The assignment given to a first-year associate at a high-powered Manhattan law firm leads a young woman into a labyrinth of art, history and humanity, in the search for a woman whose fate has wide-reaching effects and makes Lina Sparrow question her own life and the true meaning of justice.  When Lina Sparrow is tasked with finding a plaintiff for a class-action lawsuit worth an astronomical amount in reparations for the families of American slaves, her father, artist Oscar Sparrow points her in the direction of Lu Anne Bell, a pre-Civil war artist known for her portrayals of plantation slaves.  The current thinking is that Lu Anne was not the artist of this collection of portraits, but her house slave Josephine.  Lina decides to research Josephine, as one of her defendants would be the perfect public face for her firm’s suit.  As Lina tries to trace Josephine’s family, she loses the trail shortly after Lu Anne’s death in 1852; Lina searches through papers, letters and records hoping to find something, but surprised to find things that bring to the surface Lina’s own mother’s death twenty years before.  The story alternates between Josephine’s story in antebellum Virginia, and Lina’s search for answers, not only for her job but herself.  Told with brutal honesty and without apology, The House Girl reminds readers that there are some secrets that are better off not kept.  The stories of two women, living over a century apart parallel each other in ways that no one could guess.  Art and history collide, making each of us examine the truths we tell each other and ourselves. 

Just Jennifer


Kind of Kin by Rilla Askew (Ecco, January 2013)

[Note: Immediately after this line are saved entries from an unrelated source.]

//! # Modul NLU — Dansk Sprogforståelse
//!
//! Den statistiske halvdel af kommandoopløsningen:
//!
//! ```text
//! ytring ──▶ preprocess ──▶ vectorizer ──▶ model ──▶ Prediction
//!            (tokens)       (TF-IDF)       (softmax)  {intent, konfidens,
//!                                                      fordeling}
//! ```
//!
//! ## Submoduler
//!
//! | Modul | Ansvar |
//! |-------|--------|
//! | [`preprocess`] | dansk tokenisering og stopord |
//! | [`vectorizer`] | TF-IDF over uni- og bigrammer |
//! | [`model`] | multinomial logistisk regression |
//! | [`classifier`] | livscyklus, artefakter, forudsigelse |
//! | [`trainer`] | korpus → artefakt-trippel med holdout-metrikker |
//! | [`seed`] | indbygget dansk startkorpus |

pub mod classifier;
pub mod model;
pub mod preprocess;
pub mod seed;
pub mod trainer;
pub mod vectorizer;

pub use classifier::{ClassifierState, IntentClassifier, Prediction};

A law has just been passed in Oklahoma making harboring an undocumented illegal immigrant a felony.  The small town of Cedar is shocked when Robert John Brown, a life-long community member and churchgoer, is arrested for hiding a barn full of immigrants.  The events that follows shakes the town, the state and rocks Brown’s family to their very core.  Brown has been raising his ten-year old grandson Dustin since Dustin’s mother died and Dustin must now go and live with his aunt Sweet and her son Carl Albert.  Sweet finds herself coming apart as she worries about her father in jail, her son who is fighting with, and injuring, Dustin any chance he gets, and the usual worries about money and her husband Terry who works long hours for a utility company.  She is almost at her wits end when her niece, Dustin’s sister, Misty Dawn shows up on her doorstep with her three-year-old daughter and the husband who had recently been deported seeking refuge and Dustin goes missing, trying to help the one immigrant who wasn't caught in the raid on his grandfather’s barn be reunited with his sons.  Sweet’s story is punctuated by the story of an ambitious legislator, Monica Moorehouse, the author of the bill that set these events in motion.  Rilla Askew’s novel reminds us that while we are not all kin, we are all akin and all must live in this world together.  She faces several difficult and emotional issues, gives her characters choices that people do not have to make every day and never once passes judgment on their decisions, but holds nothing back in revealing what these decisions have wrought.  A community comes together as a family comes apart and the question “for whose good is this being done” is asked time and time again.  A wonderfully nuanced story with characters that won’t soon be forgotten.